Items from a dataset
^^^^^^^^
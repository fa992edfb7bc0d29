//! End-to-end routing behaviour through the public builder API.

mod common;

use common::{calls, constant, counted, get, request, text, BraceRenderer};
use serde_json::{json, Value};
use waypoint::dispatch::Map;
use waypoint::{
    bind, from_fn, BoxError, ConfigurationError, DispatchError, MatchOutcome, Reply, RequestContext,
    RouterBuilder,
};

fn reply_of(outcome: MatchOutcome) -> Reply {
    outcome.into_reply().expect("route should match")
}

#[test]
fn test_item_behind_auth_filter() {
    let mut app = RouterBuilder::default();
    app.register_filter("is:auth", &[], constant(json!("alice"))).unwrap();
    app.get(
        "/items/<id>",
        "is:auth",
        bind(&["id", "filter"], |args| {
            let id = args[0].as_str().unwrap_or_default();
            let filter = args[1].accessor().expect("filter accessor");
            let user = filter.str("auth").unwrap_or_default();
            Ok(Reply::text(format!("{id}:{user}")))
        })
        .unwrap(),
    )
    .unwrap();
    let router = app.build().unwrap();

    let outcome = router.dispatch("/items/7", &get("/items/7")).unwrap();
    assert_eq!(reply_of(outcome), Reply::text("7:alice"));

    // Wrong method never reaches the handler.
    let outcome = router.dispatch("/items/7", &request("POST", "/items/7")).unwrap();
    assert_eq!(outcome, MatchOutcome::NoMatch);
}

#[test]
fn test_trailing_segment_does_not_match() {
    let mut app = RouterBuilder::default();
    app.route("/users/<id>/", "", text("user")).unwrap();
    let router = app.build().unwrap();

    assert!(router.dispatch("/users/42", &get("")).unwrap().is_matched());
    assert!(router.dispatch("/USERS/42/", &get("")).unwrap().is_matched());
    assert!(!router.dispatch("/users/42/posts", &get("")).unwrap().is_matched());
}

#[test]
fn test_rejected_filter_tries_next_route() {
    let mut app = RouterBuilder::default();
    app.register_filter("is:logged", &[], constant(Value::Null)).unwrap();
    app.get("/", "is:logged", text("welcome back")).unwrap();
    app.get("/", "!is:logged", text("please log in")).unwrap();
    let router = app.build().unwrap();

    assert_eq!(reply_of(router.dispatch("/", &get("/")).unwrap()), Reply::text("please log in"));
}

#[test]
fn test_rejected_attempt_leaves_no_results() {
    let mut app = RouterBuilder::default();
    app.register_filter("user", &[], constant(json!("yoda"))).unwrap();
    app.register_filter("admin", &[], constant(json!(false))).unwrap();
    app.route("/panel", "user admin", text("admin panel")).unwrap();
    app.route(
        "/panel",
        "",
        from_fn(|ctx| {
            let seen = ctx.filter().all().len();
            Ok(Reply::text(format!("filters seen: {seen}")))
        }),
    )
    .unwrap();
    let router = app.build().unwrap();

    let outcome = router.dispatch("/panel", &get("/panel")).unwrap();
    assert_eq!(reply_of(outcome), Reply::text("filters seen: 0"));
}

#[test]
fn test_mount_no_match_falls_through_to_siblings() {
    let mut api = RouterBuilder::default();
    api.get("/users", "", text("api users")).unwrap();

    let mut app = RouterBuilder::default();
    app.mount("/api", "", api).unwrap();
    app.get("/api/health", "", text("parent health")).unwrap();
    let router = app.build().unwrap();

    assert_eq!(reply_of(router.dispatch("/api/users", &get("")).unwrap()), Reply::text("api users"));
    assert_eq!(
        reply_of(router.dispatch("/api/health", &get("")).unwrap()),
        Reply::text("parent health")
    );
    assert_eq!(router.dispatch("/api/nothing", &get("")).unwrap(), MatchOutcome::NoMatch);
}

#[test]
fn test_mount_guarded_by_filters() {
    let mut api = RouterBuilder::default();
    api.get("/", "", text("api root")).unwrap();

    let mut app = RouterBuilder::default();
    app.mount("/api", "is:ajax", api).unwrap();
    app.get("/api", "", text("plain page")).unwrap();
    let router = app.build().unwrap();

    let ajax = get("/api").with_server("HTTP_X_REQUESTED_WITH", "XMLHttpRequest");
    assert_eq!(reply_of(router.dispatch("/api", &ajax).unwrap()), Reply::text("api root"));
    assert_eq!(reply_of(router.dispatch("/api", &get("/api")).unwrap()), Reply::text("plain page"));
}

#[test]
fn test_filters_and_results_flow_into_mounts() {
    let (logged, logged_calls) = counted(json!("Yoda"));

    let mut admin = RouterBuilder::default();
    admin.register_filter("is:admin", &["is:logged"], constant(json!(true))).unwrap();
    admin
        .get(
            "/users/<id>",
            "is:logged is:admin",
            bind(&["logged", "section", "id"], |args| {
                let user = args[0].as_str().unwrap_or_default();
                let section = args[1].as_str().unwrap_or_default();
                let id = args[2].as_str().unwrap_or_default();
                Ok(Reply::text(format!("{user} views {section}/{id}")))
            })
            .unwrap(),
        )
        .unwrap();

    let mut app = RouterBuilder::default();
    app.register_filter("is:logged", &[], logged).unwrap();
    app.mount("/<section>", "is:logged", admin).unwrap();
    let router = app.build().unwrap();

    let outcome = router.dispatch("/admin/users/3", &get("")).unwrap();
    assert_eq!(reply_of(outcome), Reply::text("Yoda views admin/3"));
    // Memoized across the mount boundary and the dependency.
    assert_eq!(calls(&logged_calls), 1);
}

fn store_info(ctx: &RequestContext<'_>) -> Result<Reply, BoxError> {
    let site = ctx.store().str("site").unwrap_or_default();
    let owner = ctx.store().str("owner").unwrap_or_default();
    Ok(Reply::text(format!("{site}/{owner}")))
}

#[test]
fn test_store_shadowing() {
    let mut child = RouterBuilder::default();
    child.store("site", "child");
    child.get("/info", "", from_fn(store_info)).unwrap();

    let mut app = RouterBuilder::default();
    app.store("site", "parent").store("owner", "vice");
    app.get("/info", "", from_fn(store_info)).unwrap();
    app.mount("/child", "", child).unwrap();
    let router = app.build().unwrap();

    assert_eq!(reply_of(router.dispatch("/child/info", &get("")).unwrap()), Reply::text("child/vice"));
    assert_eq!(reply_of(router.dispatch("/info", &get("")).unwrap()), Reply::text("parent/vice"));
    assert_eq!(router.store().get("site"), Some(&json!("parent")));
}

#[test]
fn test_lookup_prefers_params_over_store() {
    let mut store = Map::new();
    store.insert("id".to_string(), json!("from-store"));
    store.insert("title".to_string(), json!("Vice"));

    let mut app = RouterBuilder::default().with_store(store);
    app.get(
        "/posts/<id>",
        "",
        bind(&["ID", "Title"], |args| {
            Ok(Reply::text(format!(
                "{} {}",
                args[0].as_str().unwrap_or_default(),
                args[1].as_str().unwrap_or_default()
            )))
        })
        .unwrap(),
    )
    .unwrap();
    let router = app.build().unwrap();

    assert_eq!(reply_of(router.dispatch("/posts/12", &get("")).unwrap()), Reply::text("12 Vice"));
}

#[test]
fn test_dispatch_is_idempotent() {
    let (filter, filter_calls) = counted(json!({"name": "Yoda"}));
    let mut app = RouterBuilder::default();
    app.register_filter("user", &[], filter).unwrap();
    app.get(
        "/greet/<name>",
        "user",
        from_fn(|ctx| {
            let name = ctx.param().str("name").unwrap_or_default();
            Ok(Reply::json(json!({ "name": name, "user": ctx.filter().get("user").cloned() })))
        }),
    )
    .unwrap();
    let router = app.build().unwrap();

    let sources = get("/greet/luke");
    let first = router.dispatch("/greet/luke", &sources).unwrap();
    let second = router.dispatch("/greet/luke", &sources).unwrap();
    assert_eq!(first, second);
    assert_eq!(calls(&filter_calls), 2);
}

#[test]
fn test_method_override_shortcuts() {
    let mut app = RouterBuilder::default();
    app.put("/posts/<id>", "", text("updated")).unwrap();
    app.delete("/posts/<id>", "", text("deleted")).unwrap();
    app.post(
        "/posts/<id>",
        "",
        bind(&["post"], |args| {
            let form = args[0].accessor().expect("post accessor");
            Ok(Reply::text(format!("created {} fields", form.all().len())))
        })
        .unwrap(),
    )
    .unwrap();
    let router = app.build().unwrap();

    let put = request("POST", "/posts/1").with_post("_method", "PUT");
    assert_eq!(reply_of(router.dispatch("/posts/1", &put).unwrap()), Reply::text("updated"));

    let delete = request("DELETE", "/posts/1");
    assert_eq!(reply_of(router.dispatch("/posts/1", &delete).unwrap()), Reply::text("deleted"));

    let create = request("POST", "/posts/1").with_post("title", "Vice");
    assert_eq!(reply_of(router.dispatch("/posts/1", &create).unwrap()), Reply::text("created 1 fields"));
}

#[test]
fn test_predicate_error_aborts_dispatch() {
    let mut app = RouterBuilder::default();
    app.register_filter(
        "session",
        &[],
        from_fn(|_ctx| -> Result<Value, BoxError> { Err("session store unreachable".into()) }),
    )
    .unwrap();
    app.get("/", "session", text("guarded")).unwrap();
    app.get("/", "", text("fallback")).unwrap();
    let router = app.build().unwrap();

    let err = router.dispatch("/", &get("/")).unwrap_err();
    assert!(matches!(err, DispatchError::Filter { ref filter, .. } if filter == "session"));
    assert!(err.to_string().contains("session store unreachable"));
}

#[test]
fn test_handler_error_propagates() {
    let mut app = RouterBuilder::default();
    app.get(
        "/boom",
        "",
        from_fn(|_ctx| -> Result<Reply, BoxError> { Err("template missing".into()) }),
    )
    .unwrap();
    let router = app.build().unwrap();

    match router.dispatch("/boom", &get("/boom")) {
        Err(DispatchError::Handler { route, source }) => {
            assert_eq!(route, "/boom");
            assert_eq!(source.to_string(), "template missing");
        }
        other => panic!("expected handler error, got {other:?}"),
    }
}

#[test]
fn test_build_time_errors() {
    let mut app = RouterBuilder::default();
    app.register_filter("a", &[], constant(json!(true))).unwrap();
    let err = app.register_filter("A", &[], constant(json!(true))).unwrap_err();
    assert!(matches!(err, ConfigurationError::DuplicateFilter(_)));

    let mut app = RouterBuilder::default();
    app.register_filter("a", &["b"], constant(json!(true))).unwrap();
    app.register_filter("b", &["!a"], constant(json!(true))).unwrap();
    assert!(matches!(app.build(), Err(ConfigurationError::FilterCycle(_))));

    let mut child = RouterBuilder::default();
    child.get("/", "is:missing", text("never")).unwrap();
    let mut app = RouterBuilder::default();
    app.mount("/child", "", child).unwrap();
    assert!(matches!(app.build(), Err(ConfigurationError::UnknownFilter { .. })));

    assert!(matches!(
        bind(&["id", "Id"], |_args| Ok(Reply::Empty)),
        Err(ConfigurationError::UninvocableTarget { .. })
    ));
}

#[test]
fn test_child_may_shadow_inherited_filter() {
    let mut child = RouterBuilder::default();
    child.register_filter("is:logged", &[], constant(json!("child-user"))).unwrap();
    child.get("/", "is:logged", bind(&["logged"], |args| {
        Ok(Reply::text(args[0].as_str().unwrap_or_default().to_string()))
    }).unwrap()).unwrap();

    let mut app = RouterBuilder::default();
    app.register_filter("is:logged", &[], constant(json!("parent-user"))).unwrap();
    app.mount("/child", "", child).unwrap();
    let router = app.build().unwrap();

    assert_eq!(reply_of(router.dispatch("/child", &get("")).unwrap()), Reply::text("child-user"));
}

fn echo_logged() -> impl waypoint::Handler<Reply> {
    bind(&["logged"], |args| Ok(Reply::text(args[0].as_str().unwrap_or_default().to_string()))).unwrap()
}

#[test]
fn test_shadowing_filter_runs_under_guarded_mount() {
    let (parent_logged, parent_calls) = counted(json!("parent-user"));
    let (child_logged, child_calls) = counted(json!("child-user"));

    let mut child = RouterBuilder::default();
    child.register_filter("is:logged", &[], child_logged).unwrap();
    child.get("/", "is:logged", echo_logged()).unwrap();

    let mut app = RouterBuilder::default();
    app.register_filter("is:logged", &[], parent_logged).unwrap();
    app.mount("/child", "is:logged", child).unwrap();
    app.get("/", "is:logged", echo_logged()).unwrap();
    let router = app.build().unwrap();

    assert_eq!(reply_of(router.dispatch("/child", &get("")).unwrap()), Reply::text("child-user"));
    assert_eq!(calls(&parent_calls), 1);
    assert_eq!(calls(&child_calls), 1);

    // The parent's own routes still see the parent's filter.
    assert_eq!(reply_of(router.dispatch("/", &get("")).unwrap()), Reply::text("parent-user"));
    assert_eq!(calls(&parent_calls), 2);
    assert_eq!(calls(&child_calls), 1);
}

#[test]
fn test_base_path_and_request_path() {
    let mut app = RouterBuilder::new("/vice/example/");
    app.get("/users/<id>", "", from_fn(|ctx| {
        Ok(Reply::text(ctx.param().str("id").unwrap_or_default().to_string()))
    }))
    .unwrap();
    let router = app.build().unwrap();

    let sources = get("/vice/example/users/9?tab=posts");
    let path = sources.request_path().unwrap();
    assert_eq!(reply_of(router.dispatch(&path, &sources).unwrap()), Reply::text("9"));
    assert_eq!(router.dispatch("/users/9", &sources).unwrap(), MatchOutcome::NoMatch);
}

#[test]
fn test_render_helper_inherited_by_mounts() {
    let mut pages = RouterBuilder::default();
    pages
        .get(
            "/<name>",
            "",
            from_fn(|ctx| {
                let name = ctx.param().get_or("name", "nobody");
                Ok(Reply::html(ctx.render("<h1>{name}</h1>", &json!({ "name": name }))?))
            }),
        )
        .unwrap();

    let mut app = RouterBuilder::default();
    app.renderer(BraceRenderer);
    app.mount("/pages", "", pages).unwrap();
    let router = app.build().unwrap();

    let outcome = router.dispatch("/pages/yoda", &get("")).unwrap();
    assert_eq!(reply_of(outcome), Reply::html("<h1>yoda</h1>"));

    let mut bare = RouterBuilder::default();
    bare.get("/", "", from_fn(|ctx| Ok(Reply::html(ctx.render("x", &Value::Null)?))))
        .unwrap();
    let err = bare.build().unwrap().dispatch("/", &get("")).unwrap_err();
    assert!(err.to_string().contains("no renderer configured"));
}

#[test]
fn test_redirect_and_json_helpers() {
    let mut app = RouterBuilder::default();
    app.get(
        "/old",
        "",
        bind(&["redirect"], |args| Ok(args[0].redirect().unwrap_or_default().to("/new"))).unwrap(),
    )
    .unwrap();
    app.get(
        "/data",
        "",
        bind(&["json", "get"], |args| {
            let page = args[1].accessor().map(|q| q.get_or("page", "1")).unwrap_or(Value::Null);
            Ok(args[0].json().unwrap_or_default().respond(&json!({ "page": page }))?)
        })
        .unwrap(),
    )
    .unwrap();
    let router = app.build().unwrap();

    assert_eq!(reply_of(router.dispatch("/old", &get("")).unwrap()), Reply::redirect("/new"));
    let outcome = router.dispatch("/data", &get("").with_query("page", "4")).unwrap();
    assert_eq!(reply_of(outcome), Reply::json(json!({ "page": "4" })));
}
^^^^^^^^
● **WHAT TO WORK ON**
A complete answer lists each line of the data that holds the word "session".

● **RESPONSE BELOW**
        "session",
        from_fn(|_ctx| -> Result<Value, BoxError> { Err("session store unreachable".into()) }),
    app.get("/", "session", text("guarded")).unwrap();
    assert!(matches!(err, DispatchError::Filter { ref filter, .. } if filter == "session"));
    assert!(err.to_string().contains("session store unreachable"));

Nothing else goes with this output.